You are right on about more water. I was drinking 64 oz until I read your posts.  I am now between 80 & 96 oz. (approx 3 liters)  Making a difference especially if I drink 32 or more when I take the morning meds.   

 I started to feel so much better shortly after the Int/Rib treatment in 2007.  I remember hiking 4 miles a week later - I stopped to thank every boulder and rock in the state park.  The downside is I started to take a sleeping pill during treatment and an anti depressant (which was highly recommended but I waited until I was by the side of the road crying hysterically before I would try the antidepressant ).

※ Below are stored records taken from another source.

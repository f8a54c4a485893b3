//! Authentication extractors and visitor session helpers.
//!
//! Role checks happen here so vendor and admin handlers receive a user that
//! is already known to hold the role.

use axum::{
    extract::FromRequestParts,
    http::{StatusCode, request::Parts},
    response::{IntoResponse, Redirect, Response},
};
use bazaar_core::UserRole;
use tower_sessions::Session;
use uuid::Uuid;

use crate::api::Caller;
use crate::models::{CurrentUser, session_keys};

/// Extractor that requires a logged-in user of any role.
///
/// If the user is not logged in, HTML requests are redirected to the login
/// page and HTMX requests get `401`.
///
/// # Example
///
/// ```rust,ignore
/// async fn protected_handler(RequireAuth(user): RequireAuth) -> impl IntoResponse {
///     format!("Hello, {}!", user.display_name())
/// }
/// ```
pub struct RequireAuth(pub CurrentUser);

/// Extractor that requires a vendor account.
pub struct RequireVendor(pub CurrentUser);

/// Extractor that requires an admin account.
pub struct RequireAdmin(pub CurrentUser);

/// Why an auth extractor rejected the request.
#[derive(Debug)]
pub enum AuthRejection {
    /// Redirect to login page (for HTML requests).
    RedirectToLogin,
    /// Unauthorized response (for HTMX fragment requests).
    Unauthorized,
    /// Logged in without the required role.
    Forbidden,
}

impl IntoResponse for AuthRejection {
    fn into_response(self) -> Response {
        match self {
            Self::RedirectToLogin => Redirect::to("/auth/login").into_response(),
            Self::Unauthorized => StatusCode::UNAUTHORIZED.into_response(),
            Self::Forbidden => (StatusCode::FORBIDDEN, "Forbidden").into_response(),
        }
    }
}

async fn user_from_parts(parts: &Parts) -> Result<CurrentUser, AuthRejection> {
    let session = parts
        .extensions
        .get::<Session>()
        .ok_or(AuthRejection::Unauthorized)?;

    session
        .get::<CurrentUser>(session_keys::CURRENT_USER)
        .await
        .ok()
        .flatten()
        .ok_or_else(|| {
            if parts.headers.contains_key("hx-request") {
                AuthRejection::Unauthorized
            } else {
                AuthRejection::RedirectToLogin
            }
        })
}

async fn user_with_role(parts: &Parts, role: UserRole) -> Result<CurrentUser, AuthRejection> {
    let user = user_from_parts(parts).await?;
    if user.role == role {
        Ok(user)
    } else {
        tracing::warn!(user_id = %user.id, required = %role, "Role check failed");
        Err(AuthRejection::Forbidden)
    }
}

impl<S> FromRequestParts<S> for RequireAuth
where
    S: Send + Sync,
{
    type Rejection = AuthRejection;

    async fn from_request_parts(parts: &mut Parts, _state: &S) -> Result<Self, Self::Rejection> {
        user_from_parts(parts).await.map(Self)
    }
}

impl<S> FromRequestParts<S> for RequireVendor
where
    S: Send + Sync,
{
    type Rejection = AuthRejection;

    async fn from_request_parts(parts: &mut Parts, _state: &S) -> Result<Self, Self::Rejection> {
        user_with_role(parts, UserRole::Vendor).await.map(Self)
    }
}

impl<S> FromRequestParts<S> for RequireAdmin
where
    S: Send + Sync,
{
    type Rejection = AuthRejection;

    async fn from_request_parts(parts: &mut Parts, _state: &S) -> Result<Self, Self::Rejection> {
        user_with_role(parts, UserRole::Admin).await.map(Self)
    }
}

/// Extractor that optionally gets the current user.
///
/// Unlike `RequireAuth`, this does not reject the request if nobody is logged in.
pub struct OptionalAuth(pub Option<CurrentUser>);

impl<S> FromRequestParts<S> for OptionalAuth
where
    S: Send + Sync,
{
    type Rejection = std::convert::Infallible;

    async fn from_request_parts(parts: &mut Parts, _state: &S) -> Result<Self, Self::Rejection> {
        let user = match parts.extensions.get::<Session>() {
            Some(session) => session
                .get::<CurrentUser>(session_keys::CURRENT_USER)
                .await
                .ok()
                .flatten(),
            None => None,
        };

        Ok(Self(user))
    }
}

/// Store the logged-in user.
///
/// The session id is cycled first so a pre-login session id cannot be reused.
///
/// # Errors
///
/// Returns an error if the session cannot be modified.
pub async fn set_current_user(
    session: &Session,
    user: &CurrentUser,
) -> Result<(), tower_sessions::session::Error> {
    session.cycle_id().await?;
    session.insert(session_keys::CURRENT_USER, user).await
}

/// Forget the logged-in user (logout).
///
/// # Errors
///
/// Returns an error if the session cannot be modified.
pub async fn clear_current_user(session: &Session) -> Result<(), tower_sessions::session::Error> {
    session
        .remove::<CurrentUser>(session_keys::CURRENT_USER)
        .await?;
    Ok(())
}

/// The visitor's guest id, created on first use.
///
/// # Errors
///
/// Returns an error if the session cannot be read or written.
pub async fn guest_id(session: &Session) -> Result<String, tower_sessions::session::Error> {
    if let Some(id) = session.get::<String>(session_keys::GUEST_ID).await? {
        return Ok(id);
    }
    let id = Uuid::new_v4().to_string();
    session.insert(session_keys::GUEST_ID, &id).await?;
    Ok(id)
}

/// API credentials for the visitor: their token when logged in, otherwise
/// their guest id.
///
/// # Errors
///
/// Returns an error if the guest id cannot be read or stored.
pub async fn caller_for(
    session: &Session,
    user: Option<&CurrentUser>,
) -> Result<Caller, tower_sessions::session::Error> {
    match user {
        Some(user) => Ok(user.caller()),
        None => Ok(Caller::guest(guest_id(session).await?)),
    }
}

No problem tapering off anti depressant when treatment was over but taking something to sleep is ongoing. I am 1/2 way into treatment of Sofosbuvir & Riba.  Discussed with my ND, she advised when treatment is over, we can work on getting things back to normal especially sleep.

Just had blood work done on Tues and trying not to think about the results every hour.  Next doc appt is 6/16.  I am also trying not to tell my close friends every single detail of my treatment (yawn) and ailments.   so that is where this forum really helps.  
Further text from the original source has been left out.